As Investigações e o Julgamento
Em 1983, o veredito de suicídio foi anulado, e
um segundo inquérito resultou em veredicto aberto. A viúva, Clara Calvi,
contratou investigadores privados, e em 1998, a exumação do corpo revelou
ferimentos incompatíveis com enforcamento voluntário. O laudo pericial também
mostrou que as mãos de Calvi nunca tocaram os tijolos encontrados em seus
bolsos.
Em 2002, juízes italianos concluíram
oficialmente que Calvi havia sido assassinado. Três anos depois, em 2005, cinco
pessoas foram levadas a julgamento por envolvimento no assassinato, incluindo o
financista Flavio Carboni, sua companheira, empresários, um ex-segurança de
Calvi e o mafioso Pippo Calò, tesoureiro da Cosa Nostra. Todos foram absolvidos
após um julgamento de 20 meses. Até hoje, ninguém foi responsabilizado
judicialmente.
Uma Teia de Silêncios
Apesar das múltiplas pistas e evidências, o
assassinato de Roberto Calvi permanece envolto em sombras. O Vaticano nunca
reconheceu responsabilidade legal, embora tenha feito uma “contribuição moral”

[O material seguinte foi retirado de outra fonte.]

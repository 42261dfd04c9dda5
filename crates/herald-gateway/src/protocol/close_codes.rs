//! WebSocket close codes
//!
//! Close codes the gateway sends when it drops a connection, and how the client reacts.

/// Normal closure; the peer is done with the connection
pub const NORMAL_CLOSE: u16 = 1000;

/// Close code this client uses when it drops a socket it intends to resume.
///
/// Closing with 1000/1001 makes the server invalidate the session.
pub const RESUMABLE_CLOSE: u16 = 4000;

/// Gateway WebSocket close codes
#[derive(Debug, Clone, Copy, PartialEq, Eq, Hash)]
#[repr(u16)]
pub enum CloseCode {
    /// Unknown error occurred
    UnknownError = 4000,
    /// Invalid opcode sent
    UnknownOpcode = 4001,
    /// Invalid payload encoding
    DecodeError = 4002,
    /// Sent payload before Identify
    NotAuthenticated = 4003,
    /// Invalid token provided
    AuthenticationFailed = 4004,
    /// Sent Identify twice
    AlreadyAuthenticated = 4005,
    /// Invalid sequence number for Resume
    InvalidSequence = 4007,
    /// Too many requests (rate limited)
    RateLimited = 4008,
    /// Session has timed out
    SessionTimedOut = 4009,
    /// Invalid shard configuration
    InvalidShard = 4010,
    /// Sharding is required
    ShardingRequired = 4011,
    /// Invalid/outdated API version
    InvalidApiVersion = 4012,
    /// Intents bitmask is malformed
    InvalidIntents = 4013,
    /// Intent not enabled for this application
    DisallowedIntents = 4014,
}

impl CloseCode {
    /// Create a `CloseCode` from a raw u16 value
    #[must_use]
    pub fn from_u16(value: u16) -> Option<Self> {
        match value {
            4000 => Some(Self::UnknownError),
            4001 => Some(Self::UnknownOpcode),
            4002 => Some(Self::DecodeError),
            4003 => Some(Self::NotAuthenticated),
            4004 => Some(Self::AuthenticationFailed),
            4005 => Some(Self::AlreadyAuthenticated),
            4007 => Some(Self::InvalidSequence),
            4008 => Some(Self::RateLimited),
            4009 => Some(Self::SessionTimedOut),
            4010 => Some(Self::InvalidShard),
            4011 => Some(Self::ShardingRequired),
            4012 => Some(Self::InvalidApiVersion),
            4013 => Some(Self::InvalidIntents),
            4014 => Some(Self::DisallowedIntents),
            _ => None,
        }
    }

    /// Get the raw u16 value
    #[must_use]
    pub const fn as_u16(self) -> u16 {
        self as u16
    }

    /// Reconnecting cannot fix this; the configuration is wrong
    #[must_use]
    pub const fn is_fatal(self) -> bool {
        matches!(
            self,
            Self::AuthenticationFailed
                | Self::InvalidShard
                | Self::ShardingRequired
                | Self::InvalidApiVersion
                | Self::InvalidIntents
                | Self::DisallowedIntents
        )
    }

    /// The server has dropped the session; the next handshake must be a fresh Identify
    #[must_use]
    pub const fn invalidates_session(self) -> bool {
        matches!(self, Self::InvalidSequence | Self::SessionTimedOut)
    }

    /// Get the description for this close code
    #[must_use]
    pub const fn description(self) -> &'static str {
        match self {
            Self::UnknownError => "Unknown error occurred",
            Self::UnknownOpcode => "Invalid opcode sent",
            Self::DecodeError => "Invalid payload encoding",
            Self::NotAuthenticated => "Not authenticated",
            Self::AuthenticationFailed => "Authentication failed",
            Self::AlreadyAuthenticated => "Already authenticated",
            Self::InvalidSequence => "Invalid sequence number",
            Self::RateLimited => "Rate limited",
            Self::SessionTimedOut => "Session timed out",
            Self::InvalidShard => "Invalid shard configuration",
            Self::ShardingRequired => "Sharding required",
            Self::InvalidApiVersion => "Invalid API version",
            Self::InvalidIntents => "Invalid intents",
            Self::DisallowedIntents => "Disallowed intents",
        }
    }
}

impl std::fmt::Display for CloseCode {
    fn fmt(&self, f: &mut std::fmt::Formatter<'_>) -> std::fmt::Result {
        write!(f, "{} ({})", self.description(), self.as_u16())
    }
}

impl From<CloseCode> for u16 {
    fn from(code: CloseCode) -> Self {
        code.as_u16()
    }
}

de US$ 406 milhões aos credores do Ambrosiano. Marcinkus, protegido pela
imunidade do Estado papal, jamais foi interrogado formalmente.
As investigações sugerem que Calvi foi morto
por tentar desviar ou reter fundos pertencentes à Máfia e ao Vaticano. A
hipótese de chantagem, envolvendo documentos explosivos em sua posse, também
foi levantada. Seja qual for a verdade, ela está enterrada em camadas de poder,
segredo e corrupção.
O caso Calvi é mais que um mistério policial: é
um retrato da interseção entre crime organizado, instituições religiosas, redes
políticas clandestinas e a fragilidade da justiça diante do poder. A morte do
"Banqueiro de Deus" talvez nunca encontre seu veredito final — mas
continua ecoando como um dos maiores escândalos financeiros e políticos do
século XX.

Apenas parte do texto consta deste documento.